Activity: What appears from the line containing "pub mod audit;" to the end of the listing below should be copied exactly, with no other lines.

── The input ──

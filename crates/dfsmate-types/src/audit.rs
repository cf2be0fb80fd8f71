//! Audit trail types.
//!
//! One [`AuditRecord`] is appended to the JSON-line audit file per tool
//! invocation that reached the executor. Permission-changing tools also
//! carry a before/after snapshot and a computed diff.

use serde::{Deserialize, Serialize};
use std::collections::BTreeMap;

use crate::tool::RiskTier;

/// Permissions/ownership of a single exact path, captured via
/// `hdfs dfs -stat '%A|%u|%g|%F'`.
#[derive(Debug, Clone, PartialEq, Eq, Serialize, Deserialize)]
pub struct PermSnapshot {
    pub path: String,
    pub perm: String,
    pub owner: String,
    pub group: String,
    #[serde(rename = "type", default, skip_serializing_if = "Option::is_none")]
    pub kind: Option<String>,
}

/// Field-level difference between two [`PermSnapshot`]s.
///
/// `changes` maps a field name (`perm`, `owner`, `group`) to a
/// `[before, after]` pair; only changed fields appear.
#[derive(Debug, Clone, Default, PartialEq, Eq, Serialize, Deserialize)]
pub struct PermDiff {
    pub changed: bool,
    pub changes: BTreeMap<String, Vec<String>>,
}

/// One line of the append-only audit log.
#[derive(Debug, Clone, Serialize, Deserialize)]
pub struct AuditRecord {
    /// Local timestamp with UTC offset, `%Y-%m-%dT%H:%M:%S%z`.
    pub ts: String,
    pub tool: String,
    #[serde(default, skip_serializing_if = "Option::is_none")]
    pub risk: Option<RiskTier>,
    pub args: serde_json::Value,
    /// The full argv that was handed to the exec boundary.
    pub command: Vec<String>,
    pub ok: bool,
    pub exit_code: i32,
    pub stdout: String,
    pub stderr: String,
    pub user: String,
    #[serde(default, skip_serializing_if = "Option::is_none")]
    pub before: Option<PermSnapshot>,
    #[serde(default, skip_serializing_if = "Option::is_none")]
    pub after: Option<PermSnapshot>,
    #[serde(default, skip_serializing_if = "Option::is_none")]
    pub diff: Option<PermDiff>,
}

impl AuditRecord {
    /// Start a record for a tool invocation; exec fields are filled by the
    /// caller once the command has run.
    pub fn new(ts: String, tool: impl Into<String>, risk: RiskTier, args: serde_json::Value) -> Self {
        Self {
            ts,
            tool: tool.into(),
            risk: Some(risk),
            args,
            command: Vec::new(),
            ok: false,
            exit_code: 0,
            stdout: String::new(),
            stderr: String::new(),
            user: "unknown".to_string(),
            before: None,
            after: None,
            diff: None,
        }
    }
}

#[cfg(test)]
mod tests {
    use super::*;

    #[test]
    fn test_perm_snapshot_type_field_name() {
        let snap = PermSnapshot {
            path: "/data".to_string(),
            perm: "drwxr-xr-x".to_string(),
            owner: "hdfs".to_string(),
            group: "supergroup".to_string(),
            kind: Some("directory".to_string()),
        };
        let json = serde_json::to_value(&snap).unwrap();
        assert_eq!(json["type"], "directory");
        assert!(json.get("kind").is_none());
    }

    #[test]
    fn test_audit_record_optional_fields_omitted() {
        let rec = AuditRecord::new(
            "2026-08-29T10:00:00+0000".to_string(),
            "list",
            crate::tool::RiskTier::Safe,
            serde_json::json!({"path": "/"}),
        );
        let json = serde_json::to_value(&rec).unwrap();
        assert!(json.get("before").is_none());
        assert!(json.get("after").is_none());
        assert!(json.get("diff").is_none());
        assert_eq!(json["user"], "unknown");
        assert_eq!(json["risk"], "safe");
    }

    #[test]
    fn test_audit_record_json_line_roundtrip() {
        let mut rec = AuditRecord::new(
            "2026-08-29T10:00:00+0000".to_string(),
            "chmod",
            crate::tool::RiskTier::Risky,
            serde_json::json!({"path": "/data", "mode": "755"}),
        );
        rec.command = vec!["docker".into(), "exec".into(), "namenode".into()];
        rec.ok = true;
        let line = serde_json::to_string(&rec).unwrap();
        let parsed: AuditRecord = serde_json::from_str(&line).unwrap();
        assert_eq!(parsed.tool, "chmod");
        assert!(parsed.ok);
        assert_eq!(parsed.command.len(), 3);
    }
}
//! Infrastructure for dfsmate: the docker exec runner, the JSONL audit
//! sink, the OpenRouter chat client, and configuration loading.

pub mod audit;
pub mod config;
pub mod exec;
pub mod llm;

───

Result of the task:
pub mod audit;
pub mod config;
pub mod exec;
pub mod llm;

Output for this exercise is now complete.